#### [Dataset entries]
%%
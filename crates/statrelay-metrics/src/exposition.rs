//! Prometheus text exposition format.
//!
//! Every primitive renders through [`RenderContext`], which carries the
//! name prefix and the default labels merged into every label set. The
//! context is built once at startup and passed by reference into each
//! render call.

use std::fmt::Write;

use crate::labels::{escape_label_value, LabelSet};
use crate::metric::MetricKind;

/// Rendering parameters shared by every metric in one exposition.
#[derive(Debug, Clone, Default)]
pub struct RenderContext {
    prefix: String,
    default_labels: LabelSet,
}

impl RenderContext {
    pub fn new(prefix: impl Into<String>) -> Self {
        Self {
            prefix: prefix.into(),
            default_labels: LabelSet::new(),
        }
    }

    /// Labels merged into every rendered label set. Explicit labels win.
    pub fn with_default_labels(mut self, labels: LabelSet) -> Self {
        self.default_labels = labels;
        self
    }

    pub fn prefix(&self) -> &str {
        &self.prefix
    }

    pub fn default_labels(&self) -> &LabelSet {
        &self.default_labels
    }

    /// The exposed metric name.
    pub fn metric_name(&self, name: &str) -> String {
        format!("{}{name}", self.prefix)
    }

    /// Write the `# HELP` / `# TYPE` header of a metric.
    pub(crate) fn write_header(&self, out: &mut String, name: &str, help: &str, kind: MetricKind) {
        let _ = writeln!(out, "# HELP {}{name} {}", self.prefix, escape_help(help));
        let _ = writeln!(out, "# TYPE {}{name} {}", self.prefix, kind.as_str());
    }

    /// Write one sample line: `<prefix><name><suffix>{labels} <value>`.
    ///
    /// `extra` is appended after the (sorted) merged labels; histograms
    /// use it for `le` and summaries for `quantile`.
    pub(crate) fn write_sample(
        &self,
        out: &mut String,
        name: &str,
        suffix: &str,
        labels: &LabelSet,
        extra: Option<(&str, &str)>,
        value: f64,
    ) {
        let _ = write!(out, "{}{name}{suffix}", self.prefix);

        let merged;
        let labels = if self.default_labels.is_empty() {
            labels
        } else {
            merged = self.default_labels.merged_with(labels);
            &merged
        };

        if !labels.is_empty() || extra.is_some() {
            out.push('{');
            let mut first = true;
            for (k, v) in labels.iter() {
                if !first {
                    out.push(',');
                }
                first = false;
                let _ = write!(out, "{k}=\"{}\"", escape_label_value(v));
            }
            if let Some((k, v)) = extra {
                if !first {
                    out.push(',');
                }
                let _ = write!(out, "{k}=\"{}\"", escape_label_value(v));
            }
            out.push('}');
        }

        let _ = writeln!(out, " {}", format_value(value));
    }
}

/// Format a sample value the way Prometheus parsers expect.
///
/// Integral values print without a fractional part (`5`, not `5.0`);
/// infinities print as `+Inf`/`-Inf`.
pub fn format_value(value: f64) -> String {
    if value.is_nan() {
        "NaN".to_string()
    } else if value == f64::INFINITY {
        "+Inf".to_string()
    } else if value == f64::NEG_INFINITY {
        "-Inf".to_string()
    } else {
        value.to_string()
    }
}

fn escape_help(help: &str) -> String {
    help.replace('\\', "\\\\").replace('\n', "\\n")
}
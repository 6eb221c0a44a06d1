use std::io;

use thiserror::Error;

pub type ClientResult<T> = Result<T, ClientError>;

#[derive(Debug, Error)]
pub enum ClientError {
    #[error("failed to connect to collector at {addr}: {source}")]
    Connect {
        addr: String,
        #[source]
        source: io::Error,
    },

    #[error("failed to write to collector: {0}")]
    Write(#[source] io::Error),

    #[error("failed to serialize metric message: {0}")]
    Serialize(#[from] serde_json::Error),

    #[error("failed to spawn delivery worker: {0}")]
    WorkerSpawn(#[source] io::Error),
}
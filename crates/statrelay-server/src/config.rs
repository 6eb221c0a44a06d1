//! Server configuration.

use std::path::Path;
use std::time::Duration;

use anyhow::Context;
use serde::{Deserialize, Serialize};
use statrelay_metrics::{LabelSet, RenderContext};
use statrelay_protocol::DEFAULT_MAX_MESSAGE_SIZE;

pub const DEFAULT_PORT: u16 = 9394;
pub const DEFAULT_BIND: &str = "0.0.0.0";
pub const DEFAULT_RENDER_TIMEOUT_MS: u64 = 2_000;

#[derive(Debug, Clone, PartialEq, Serialize, Deserialize)]
#[serde(default)]
pub struct ServerConfig {
    pub bind: String,
    pub port: u16,
    /// Prepended to every exposed metric name.
    pub prefix: String,
    /// Labels added to every exposed sample; explicit labels win.
    pub default_labels: LabelSet,
    /// Upper bound on collector rendering per scrape.
    pub render_timeout_ms: u64,
    /// Largest accepted message (chunk) in bytes.
    pub max_message_size: usize,
    /// Buckets for ad-hoc histograms created without `opts.buckets`.
    pub histogram_buckets: Option<Vec<f64>>,
}

impl Default for ServerConfig {
    fn default() -> Self {
        Self {
            bind: DEFAULT_BIND.to_string(),
            port: DEFAULT_PORT,
            prefix: String::new(),
            default_labels: LabelSet::new(),
            render_timeout_ms: DEFAULT_RENDER_TIMEOUT_MS,
            max_message_size: DEFAULT_MAX_MESSAGE_SIZE,
            histogram_buckets: None,
        }
    }
}

impl ServerConfig {
    pub fn from_file(path: &Path) -> anyhow::Result<Self> {
        let content = std::fs::read_to_string(path)
            .with_context(|| format!("failed to read {}", path.display()))?;
        let config: ServerConfig = toml::from_str(&content)
            .with_context(|| format!("failed to parse {}", path.display()))?;
        Ok(config)
    }

    pub fn render_timeout(&self) -> Duration {
        Duration::from_millis(self.render_timeout_ms)
    }

    pub fn render_context(&self) -> RenderContext {
        RenderContext::new(self.prefix.as_str()).with_default_labels(self.default_labels.clone())
    }
}
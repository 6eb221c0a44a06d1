//! Per-process resource snapshots.
//!
//! Each reporting process periodically sends its latest figures. Only the
//! newest snapshot per `hostname` + `pid` is kept, and a process that stops
//! reporting drops out after [`SNAPSHOT_TTL`].

use std::sync::Arc;
use std::time::Duration;

use serde::Deserialize;
use serde_json::Value;
use statrelay_metrics::{Counter, Gauge, LabelSet, Metric};

use crate::clock::Clock;
use crate::container::MetricsContainer;
use crate::dispatch::TypeCollector;
use crate::error::{CollectorError, CollectorResult};

pub const TYPE_NAME: &str = "process";

pub const SNAPSHOT_TTL: Duration = Duration::from_secs(60);

#[derive(Debug, Clone, PartialEq, Deserialize)]
pub struct ProcessSnapshot {
    pub hostname: String,
    pub pid: u32,
    #[serde(default)]
    pub rss: Option<f64>,
    #[serde(default)]
    pub cpu_seconds: Option<f64>,
    #[serde(default)]
    pub open_fds: Option<f64>,
    #[serde(default)]
    pub threads: Option<f64>,
    #[serde(default)]
    pub custom_labels: Option<LabelSet>,
}

impl ProcessSnapshot {
    fn labels(&self) -> LabelSet {
        let base = LabelSet::new()
            .with("hostname", self.hostname.as_str())
            .with("pid", self.pid.to_string());
        match &self.custom_labels {
            Some(custom) => base.merged_with(custom),
            None => base,
        }
    }
}

pub struct ProcessCollector {
    snapshots: MetricsContainer<ProcessSnapshot>,
}

impl Default for ProcessCollector {
    fn default() -> Self {
        Self::new()
    }
}

impl ProcessCollector {
    pub fn new() -> Self {
        Self {
            snapshots: MetricsContainer::new(SNAPSHOT_TTL).with_filter(same_process),
        }
    }

    pub fn with_clock(clock: Arc<dyn Clock>) -> Self {
        Self {
            snapshots: MetricsContainer::new(SNAPSHOT_TTL)
                .with_clock(clock)
                .with_filter(same_process),
        }
    }
}

fn same_process(new: &ProcessSnapshot, existing: &ProcessSnapshot) -> bool {
    new.pid == existing.pid && new.hostname == existing.hostname
}

impl TypeCollector for ProcessCollector {
    fn type_name(&self) -> &str {
        TYPE_NAME
    }

    fn collect(&mut self, message: &Value) -> CollectorResult<()> {
        let snapshot = ProcessSnapshot::deserialize(message)
            .map_err(|err| CollectorError::InvalidValue(err.to_string()))?;
        self.snapshots.append(snapshot);
        Ok(())
    }

    fn metrics(&mut self) -> Vec<Metric> {
        let mut rss = Gauge::new("process_rss_bytes", "Resident set size of the process.");
        let mut cpu = Counter::new(
            "process_cpu_seconds_total",
            "Total user and system CPU time spent in seconds.",
        );
        let mut fds = Gauge::new("process_open_fds", "Number of open file descriptors.");
        let mut threads = Gauge::new("process_threads", "Number of OS threads in the process.");

        for snapshot in self.snapshots.iter() {
            let labels = snapshot.labels();
            if let Some(v) = snapshot.rss {
                rss.observe(&labels, v);
            }
            if let Some(v) = snapshot.cpu_seconds {
                cpu.observe(&labels, v);
            }
            if let Some(v) = snapshot.open_fds {
                fds.observe(&labels, v);
            }
            if let Some(v) = snapshot.threads {
                threads.observe(&labels, v);
            }
        }

        let mut metrics = Vec::new();
        if rss.series_count() > 0 {
            metrics.push(rss.into());
        }
        if cpu.series_count() > 0 {
            metrics.push(cpu.into());
        }
        if fds.series_count() > 0 {
            metrics.push(fds.into());
        }
        if threads.series_count() > 0 {
            metrics.push(threads.into());
        }
        metrics
    }
}
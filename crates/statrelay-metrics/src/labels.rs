//! Label sets — the unordered key/value dimensions of a data point.
//!
//! A [`LabelSet`] is backed by a `BTreeMap`, so two sets with the same pairs
//! compare and hash equal regardless of insertion order, and rendering is
//! deterministic (keys sorted).

use std::borrow::Cow;
use std::collections::BTreeMap;
use std::fmt;

use serde::{Deserialize, Deserializer, Serialize};

/// An immutable-once-keyed mapping of label name to label value.
#[derive(Debug, Clone, Default, PartialEq, Eq, Hash, PartialOrd, Ord, Serialize)]
#[serde(transparent)]
pub struct LabelSet(BTreeMap<String, String>);

impl LabelSet {
    /// Create an empty label set.
    pub fn new() -> Self {
        Self(BTreeMap::new())
    }

    /// Builder-style insert.
    pub fn with(mut self, key: impl Into<String>, value: impl Into<String>) -> Self {
        self.0.insert(key.into(), value.into());
        self
    }

    pub fn insert(&mut self, key: impl Into<String>, value: impl Into<String>) {
        self.0.insert(key.into(), value.into());
    }

    pub fn get(&self, key: &str) -> Option<&str> {
        self.0.get(key).map(String::as_str)
    }

    pub fn len(&self) -> usize {
        self.0.len()
    }

    pub fn is_empty(&self) -> bool {
        self.0.is_empty()
    }

    pub fn iter(&self) -> impl Iterator<Item = (&str, &str)> {
        self.0.iter().map(|(k, v)| (k.as_str(), v.as_str()))
    }

    /// Return `self` with every pair of `overrides` applied on top.
    ///
    /// Values from `overrides` win on conflicting keys.
    pub fn merged_with(&self, overrides: &LabelSet) -> LabelSet {
        let mut out = self.0.clone();
        for (k, v) in &overrides.0 {
            out.insert(k.clone(), v.clone());
        }
        LabelSet(out)
    }
}

impl<K: Into<String>, V: Into<String>> FromIterator<(K, V)> for LabelSet {
    fn from_iter<I: IntoIterator<Item = (K, V)>>(iter: I) -> Self {
        Self(iter.into_iter().map(|(k, v)| (k.into(), v.into())).collect())
    }
}

impl From<BTreeMap<String, String>> for LabelSet {
    fn from(map: BTreeMap<String, String>) -> Self {
        Self(map)
    }
}

impl fmt::Display for LabelSet {
    /// Formats as `{k1="v1",k2="v2"}`, or nothing for an empty set.
    fn fmt(&self, f: &mut fmt::Formatter<'_>) -> fmt::Result {
        if self.0.is_empty() {
            return Ok(());
        }
        f.write_str("{")?;
        for (i, (k, v)) in self.0.iter().enumerate() {
            if i > 0 {
                f.write_str(",")?;
            }
            write!(f, "{k}=\"{}\"", escape_label_value(v))?;
        }
        f.write_str("}")
    }
}

/// Scalar label values accepted on the wire. Producers frequently send
/// numeric or boolean label values (status codes, pids), which are kept in
/// their JSON text form. `null` becomes an empty value.
#[derive(Deserialize)]
#[serde(untagged)]
enum ScalarValue {
    Null,
    Str(String),
    Int(i64),
    Uint(u64),
    Float(f64),
    Bool(bool),
}

impl ScalarValue {
    fn into_string(self) -> String {
        match self {
            ScalarValue::Null => String::new(),
            ScalarValue::Str(s) => s,
            ScalarValue::Int(n) => n.to_string(),
            ScalarValue::Uint(n) => n.to_string(),
            ScalarValue::Float(n) => n.to_string(),
            ScalarValue::Bool(b) => b.to_string(),
        }
    }
}

impl<'de> Deserialize<'de> for LabelSet {
    fn deserialize<D: Deserializer<'de>>(deserializer: D) -> Result<Self, D::Error> {
        let raw = BTreeMap::<String, ScalarValue>::deserialize(deserializer)?;
        Ok(raw.into_iter().map(|(k, v)| (k, v.into_string())).collect())
    }
}

/// Escape a label value for the exposition format.
///
/// Backslash, double quote and newline are the only characters that need it.
pub fn escape_label_value(value: &str) -> Cow<'_, str> {
    if !value.contains(['\\', '"', '\n']) {
        return Cow::Borrowed(value);
    }
    let mut out = String::with_capacity(value.len() + 4);
    for c in value.chars() {
        match c {
            '\\' => out.push_str("\\\\"),
            '"' => out.push_str("\\\""),
            '\n' => out.push_str("\\n"),
            c => out.push(c),
        }
    }
    Cow::Owned(out)
}
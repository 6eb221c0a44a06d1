//! The HTTP surface served by axum.
//!
//! | Method | Path | Description |
//! |---|---|---|
//! | GET | `/metrics` | Prometheus exposition (gzip when accepted) |
//! | GET | `/ping` | Liveness probe |
//!
//! Ingestion (`POST /send-metrics`) never reaches the router; see
//! [`crate::ingest`].

use std::io::Write;

use axum::extract::State;
use axum::http::{header, HeaderMap, StatusCode};
use axum::response::{IntoResponse, Response};
use axum::routing::get;
use axum::Router;
use flate2::write::GzEncoder;
use flate2::Compression;
use tracing::warn;

use crate::state::SharedState;

pub const METRICS_CONTENT_TYPE: &str = "text/plain; version=0.0.4; charset=utf-8";

pub fn build_router(state: SharedState) -> Router {
    Router::new()
        .route("/metrics", get(metrics))
        .route("/ping", get(ping))
        .fallback(not_found)
        .with_state(state)
}

pub async fn metrics(State(state): State<SharedState>, headers: HeaderMap) -> Response {
    let body = state.render_metrics().await;

    if accepts_gzip(&headers) {
        match gzip(body.as_bytes()) {
            Ok(compressed) => {
                return (
                    StatusCode::OK,
                    [
                        (header::CONTENT_TYPE, METRICS_CONTENT_TYPE),
                        (header::CONTENT_ENCODING, "gzip"),
                    ],
                    compressed,
                )
                    .into_response();
            }
            Err(err) => warn!(error = %err, "gzip failed, sending identity body"),
        }
    }

    (
        StatusCode::OK,
        [(header::CONTENT_TYPE, METRICS_CONTENT_TYPE)],
        body,
    )
        .into_response()
}

async fn ping() -> &'static str {
    "PONG"
}

async fn not_found() -> impl IntoResponse {
    (StatusCode::NOT_FOUND, "Not Found! The Prometheus endpoint lives at /metrics")
}

fn accepts_gzip(headers: &HeaderMap) -> bool {
    headers
        .get_all(header::ACCEPT_ENCODING)
        .iter()
        .filter_map(|v| v.to_str().ok())
        .flat_map(|v| v.split(','))
        .any(|enc| {
            let mut parts = enc.trim().split(';');
            let name = parts.next().unwrap_or_default().trim();
            let rejected = parts.any(|p| matches!(p.trim(), "q=0" | "q=0.0" | "q=0.00" | "q=0.000"));
            name.eq_ignore_ascii_case("gzip") && !rejected
        })
}

fn gzip(data: &[u8]) -> std::io::Result<Vec<u8>> {
    let mut encoder = GzEncoder::new(Vec::with_capacity(data.len() / 4), Compression::default());
    encoder.write_all(data)?;
    encoder.finish()
}

#[cfg(test)]
mod tests {
    use super::*;
    use axum::http::HeaderValue;

    fn headers(accept: &str) -> HeaderMap {
        let mut map = HeaderMap::new();
        map.insert(header::ACCEPT_ENCODING, HeaderValue::from_str(accept).unwrap());
        map
    }

    #[test]
    fn gzip_negotiation() {
        assert!(accepts_gzip(&headers("gzip")));
        assert!(accepts_gzip(&headers("deflate, gzip;q=0.5")));
        assert!(!accepts_gzip(&headers("deflate")));
        assert!(!accepts_gzip(&headers("gzip;q=0")));
        assert!(!accepts_gzip(&HeaderMap::new()));
    }
}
%%
#### [Task to carry out]
Give back precisely the lines above that start at the line containing "rss.observe(&labels, v);" and end at the line containing "fds.observe(&labels, v);", inclusive. No other lines belong in the output.

#### [Exercise answer]
                rss.observe(&labels, v);
            }
            if let Some(v) = snapshot.cpu_seconds {
                cpu.observe(&labels, v);
            }
            if let Some(v) = snapshot.open_fds {
                fds.observe(&labels, v);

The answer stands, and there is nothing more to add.